Фильмы Авербаха сохранили прелесть его артистической личности, которую, кстати, он никогда не выпячивал, отвергая изощренности так называемого «авторского» или «живописного» кинематографа. Но все равно проникала в кадр красота, которая жила в нем самом. Достаточно вспомнить черно-белый изысканный аскетизм «Степени риска», «Венециановские» портреты тогда еще начинающей Елены Соловей в «Драме из старинной жизни» или опрокинутое бархатное звездное небо в «Объяснении в любви». Он был сердцеведом, умел подсмотреть у своих персонажей скрытые и сложные движения души. Избранник, баловень судьбы — и понимал человека слабого, несчастного. Отсюда печаль «Фантазий Фарятьева», «Голоса». Все фильмы высшего ранга.
А люди всегда тянулись к его свету и обаянию. Друзья его горячо любили, про женщин уж и говорить нечего. Помню, как в Киеве, в дни премьеры «Чужих писем», ему без труда удалось покорить не только зрительниц в Доме кино, задиристую студенческую аудиторию, но и суровых монахинь в церкви женского монастыря, благосклонно ему улыбавшихся.
С годами, став знаменитым мастером, он совсем не изменился — тоже редкий дар! По-прежнему при встрече смешил всякими выдумками. Строил невероятные проекты. То вдруг пространно излагал некую «всеобщую лингвистическую теорию Авербаха», согласно которой любой из нас знает все языки мира, стоит только напрячься — и вспомнишь. То, например, сообщал, что, будь его воля, открыл бы в Ленинграде на каждой улице по театру — в подвальчике, наподобие студии на Бородинской. И у него тоже был бы тогда свой театр: «Как вы думаете, назвать его „Метрополис“ или „Наутилус“? Что лучше?» В последнее лето носился с идеей, что не нужно оберегать память от мелочей, всяких цифр, имен, номеров телефонов, ибо это бытовой тренинг в борьбе со склерозом. «Это самая последняя научная концепция», — говорил он авторитетно.

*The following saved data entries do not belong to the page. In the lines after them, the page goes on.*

//! The uniform response object returned to callers.

use serde::{Deserialize, Serialize};
use serde_json::{Map, Value};

use crate::integrations::RawResult;

/// The assembled response for one handled question.
///
/// Pure assembly: fields are carried through exactly as computed, with no
/// transformation. The serialized field names are the gateway's wire
/// protocol, shared with the classifier's JSON shape.
#[derive(Debug, Clone, PartialEq, Serialize, Deserialize)]
pub struct ResultEnvelope {
    /// The original question text.
    #[serde(rename = "pergunta")]
    pub question: String,
    /// The resolved intent name.
    #[serde(rename = "tipo_consulta")]
    pub intent: String,
    /// The validated, defaulted parameters that were dispatched.
    #[serde(rename = "parametros")]
    pub parameters: Map<String, Value>,
    /// The adapter's output, which may itself describe a failure.
    #[serde(rename = "resultado_bruto")]
    pub raw_result: RawResult,
    /// Plain-language interpretation, when narration ran and succeeded.
    #[serde(rename = "interpretacao", skip_serializing_if = "Option::is_none")]
    pub narrative: Option<String>,
}

impl ResultEnvelope {
    /// Assemble an envelope. No I/O, no failure modes.
    pub fn build(
        question: impl Into<String>,
        intent: impl Into<String>,
        parameters: Map<String, Value>,
        raw_result: RawResult,
        narrative: Option<String>,
    ) -> Self {
        Self {
            question: question.into(),
            intent: intent.into(),
            parameters,
            raw_result,
            narrative,
        }
    }
}
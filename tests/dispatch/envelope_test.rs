//! Envelope assembly and wire-format tests.

use serde_json::{json, Map};

use oraculo::dispatch::ResultEnvelope;
use oraculo::integrations::RawResult;

#[test]
fn build_round_trips_every_field() {
    let mut params = Map::new();
    params.insert("dimensao".to_owned(), json!("country"));
    params.insert("limite".to_owned(), json!(20));

    let raw = RawResult::Rows {
        headers: vec!["country".to_owned()],
        rows: vec![vec!["Brazil".to_owned()]],
    };

    let envelope = ResultEnvelope::build(
        "de onde vêm as sessões?",
        "ga4",
        params.clone(),
        raw.clone(),
        Some("a maioria vem do Brasil".to_owned()),
    );

    assert_eq!(envelope.question, "de onde vêm as sessões?");
    assert_eq!(envelope.intent, "ga4");
    assert_eq!(envelope.parameters, params);
    assert_eq!(envelope.raw_result, raw);
    assert_eq!(envelope.narrative.as_deref(), Some("a maioria vem do Brasil"));
}

#[test]
fn json_round_trip_preserves_the_envelope() {
    let mut params = Map::new();
    params.insert("board_id".to_owned(), json!("b1"));

    let envelope = ResultEnvelope::build(
        "o que há no quadro?",
        "trello_listas",
        params,
        RawResult::object(json!({ "listas": [] })),
        None,
    );

    let text = serde_json::to_string(&envelope).expect("serializes");
    let back: ResultEnvelope = serde_json::from_str(&text).expect("deserializes");
    assert_eq!(back, envelope);
}

#[test]
fn wire_field_names_follow_the_protocol() {
    let envelope = ResultEnvelope::build(
        "q",
        "ga4",
        Map::new(),
        RawResult::error("upstream timeout"),
        Some("houve uma falha".to_owned()),
    );

    let value = serde_json::to_value(&envelope).expect("serializes");
    assert_eq!(value["pergunta"], "q");
    assert_eq!(value["tipo_consulta"], "ga4");
    assert_eq!(value["resultado_bruto"]["kind"], "error");
    assert_eq!(value["resultado_bruto"]["reason"], "upstream timeout");
    assert_eq!(value["interpretacao"], "houve uma falha");
}

#[test]
fn error_results_are_data_not_failures() {
    // An envelope around an error result is still a complete envelope.
    let envelope = ResultEnvelope::build(
        "q",
        "ga4",
        Map::new(),
        RawResult::error("auth expired"),
        None,
    );
    assert_eq!(
        envelope.raw_result,
        RawResult::Error {
            reason: "auth expired".to_owned()
        }
    );
}
//! Natural-language dispatch core.
//!
//! The request pipeline: a free-text question is classified by the LLM into
//! `{tipo_consulta, parametros}` ([`classifier`]), normalized against the
//! intent's parameter schema ([`schema`], with operator canonicalization
//! from [`operators`]), dispatched to the bound integration handler, and
//! optionally narrated by a second LLM call ([`narrator`]). The
//! [`dispatcher::Dispatcher`] orchestrates the phases and assembles the
//! final [`envelope::ResultEnvelope`].

pub mod classifier;
pub mod dispatcher;
pub mod envelope;
pub mod narrator;
pub mod operators;
pub mod schema;

pub use dispatcher::Dispatcher;
pub use envelope::ResultEnvelope;
pub use operators::{canonicalize, MatchOperator};
pub use schema::{IntentRegistry, IntentSchema, ParamSpec, ResolvedQuery};

use crate::providers::ProviderError;

/// Errors that abort a request before or during dispatch.
///
/// Adapter failures are deliberately absent: they are captured as
/// [`crate::integrations::RawResult::Error`] data so narration can still
/// explain them. Narration failures never abort either; the envelope just
/// omits the narrative.
#[derive(Debug, thiserror::Error)]
pub enum DispatchError {
    /// The classifier output could not be parsed as the required JSON shape.
    /// Carries the raw model output for diagnosis. Not retried.
    #[error("classifier output is not valid JSON ({reason}); raw output: {raw}")]
    Classification {
        /// Why parsing failed.
        reason: String,
        /// The unmodified model output.
        raw: String,
    },
    /// The classified intent name has no registry entry.
    #[error("unrecognized query type: {0}")]
    UnknownIntent(String),
    /// A parameter marked required was absent after classification.
    #[error("intent '{intent}' requires parameter '{name}'")]
    MissingParameter {
        /// The intent being normalized.
        intent: String,
        /// The missing parameter name.
        name: String,
    },
    /// The classification model call itself failed (transport or status).
    #[error(transparent)]
    Provider(#[from] ProviderError),
}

И когда 28 июля 1985 года на казенной даче в Репино весело, шумно и почти по-студенчески справляли его день рождения, мог ли кто-нибудь подумать, что жить ему осталось считанные месяцы…
О Вите
Впервые опубликовано в сборнике «Виктор Демин.
Не для печати». (М., 1996).
В начале 1960-х, перелистывая очередной номер журнала «Искусство кино», я натолкнулась на вполне неожиданный текст критической статьи. Незнакомая рука автора привлекала остротой, яркостью, какой-то симпатичной шероховатостью. В ту пору писали неплохо, пора, которую фамильярно станут называть «хрущовкой», развязала языки, к кино тянулись и о нем толковали все, кому не лень: прозаики и поэты, театроведы и историки, испанисты и японисты. Но очень быстро складывался некий единый стиль, или, точнее, какая-то общая интонация. Те, кто рассуждал тогда о кинематографе на страницах периодической прессы и кого впоследствии будут называть «шестидесятниками», в своих статьях были похожи друг на друга: то ли подсознательно придерживались какого-то «престижного» эталона, то ли подражали один другому, то ли пытались создать имидж «направления» (чего в действительности не было, если не считать, конечно, абсолютно четкой и сознательной конфронтации к официозу).